Having finished a linked series of quatrains focusing on the relationship between the Potter/Creator and the pots/creatures, we now move to a series of four quatrains that concentrate on wine. Again, while there are those who attempt to interpret Khayyam's references to wine as being a symbol of God's grace, these quatrains, as do many of the previous references, pose serious problems for them. While some can be construed in a religious sense, all four most consistently suggest that Khayyam meant wine to be simply wine. You can see for yourself.
First Edition: Quatrain LXVII
Ah, with the Grape my fading Life provide,
And wash my Body whence the Life has died,
And in a Windingsheet of Vine-leaf wrapt,
So bury me by some sweet Garden-side.
Second Edition: Quatrain XCVIII
Ah, with the Grape my fading Life provide,
And wash my Body whence the Life has died,
And lay me, shrouded in the living Leaf,
By some not unfrequented Garden-side.
Fifth Edition: Quatrain XCI
Ah, with the Grape my fading Life provide,
And wash the Body whence the Life has died,
And lay me, shrouded in the living Leaf,
By some not unfrequented Garden-side.
Only one change was made in the first two lines: "my Body" in the first and second editions becomes "the Body" in the fifth edition. The change seems to make it more impersonal, more disconnected. At first it was his "Body," but now it's "the Body." He no longer owns? the Body or is connected to it, but he now sees it as something separate from him, something that exists alone.
While this is not a change, for it remains the same throughout the three versions listed, I wonder about the wording: "the Life has died." Living creatures die.

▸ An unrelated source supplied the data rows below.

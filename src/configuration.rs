use std::fs::File;
use std::io::BufReader;
use std::path::Path;
use std::sync::Arc;

use log::info;
use serde::Deserialize;

use crate::function::function::Function;
use crate::function::functionmanager::FunctionManager;
use crate::manager::manager::{
    IManager,
    Manager
};
use crate::manager::managererror::ManagerError;
use crate::tabulated::tabulationmanager::TabulationManager;

#[derive(Deserialize)]
struct ConfigurationJsonProp {
    #[serde(default)]
    function: Vec<serde_json::Value>,
    #[serde(default)]
    tabulation: Vec<serde_json::Value>
}

/// Named source functions plus the tabulations built from them.
pub struct Configuration {
    function_manager: Manager<Arc<dyn Function>>,
    tabulation_manager: TabulationManager
}

impl Configuration {
    pub fn new() -> Configuration {
        Configuration {
            function_manager: FunctionManager::new(),
            tabulation_manager: TabulationManager::new()
        }
    }

    pub fn function_manager(&self) -> &Manager<Arc<dyn Function>> {
        &self.function_manager
    }

    pub fn tabulation_manager(&self) -> &TabulationManager {
        &self.tabulation_manager
    }

    pub fn from_reader(&self, file_path: &Path) -> Result<(), ManagerError> {
        let file = File::open(file_path)?;
        let reader = BufReader::new(file);
        let json_prop: ConfigurationJsonProp = serde_json::from_reader(reader)?;
        info!("loading configuration from {}", file_path.display());
        self.load(json_prop)
    }

    pub fn from_json_str(&self, json: &str) -> Result<(), ManagerError> {
        let json_prop: ConfigurationJsonProp = serde_json::from_str(json)?;
        self.load(json_prop)
    }

    // 先載入函數，tabulation 才能以名稱找到來源函數
    fn load(&self, json_prop: ConfigurationJsonProp) -> Result<(), ManagerError> {
        self.function_manager.insert_obj_from_json_vec(&json_prop.function, &())?;
        self.tabulation_manager.insert_obj_from_json_vec(&json_prop.tabulation, &self.function_manager)?;
        info!("{} functions, {} tabulations configured",
              self.function_manager.names().len(),
              self.tabulation_manager.names().len());
        Ok(())
    }
}

impl Default for Configuration {
    fn default() -> Self {
        Configuration::new()
    }
}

We do not usually say, at least not in my experience, that life dies. We say life leaves or departs or even flees the body, but I've never heard anyone else say or write that life dies. Curious wording.
Most of the changes in this quatrain occur in the third and fourth lines. While the words have changed, the sense, though, seems to remain much the same: he is to be wrapped in a sheet made of plant leaves and buried in a Garden. In the first version, he continued the reference to the grape by requesting that he be wrapped in a "Vine-leaf." In the second and fifth edition, that becomes a "living Leaf," which makes a possible reference to the vine more ambiguous. Does the "living Leaf" refer to a "Vine-leaf," or will leaves from any plant be satisfactory?
Another change occurs in the last line where the "sweet Garden-side" becomes "some not unfrequented Garden-side." The Garden no longer has to be sweet, but it must be one that is visited regularly. What seems contradictory here is that in the fifth version, he no longer refers to "my Body" but "the Body." But, he still requests that he (his body) be wrapped in plant leaves and buried in a Garden. He seemingly has regained ownership of the Body in the third and fourth lines. Or, perhaps he never meant to suggest the separation of himself from his Body, and I'm guilty of over-reading here (something to meditate on).
My copy Rubaiyat of Omar Khayyam, published by Garden City Books, includes the following anecdote in the brief discussion of the life of Omar Khayyam, pp.27-40.
"Khwajah Nizami of Samarkand, who was one of his pupils, relates the following story: "I often used to hold conversations with my teacher, Omar Khayyam, in a garden; and one day he said to me, "My tomb shall be in a spot where the north wind may scatter roses over it." I wondered at the words he spake, but I knew that his were no idle words. Years after, when I chanced to revisit Naishapur, I went to his final
resting-place, and lo! it was just outside a garden, and trees laden with fruit stretched their boughs over the garden wall, and dropped their flowers upon his tomb, so that the stone was hidden under them.'"
As it is in the Rubaiyat, so it came to pass: Omar Khayyam was buried in that garden-side.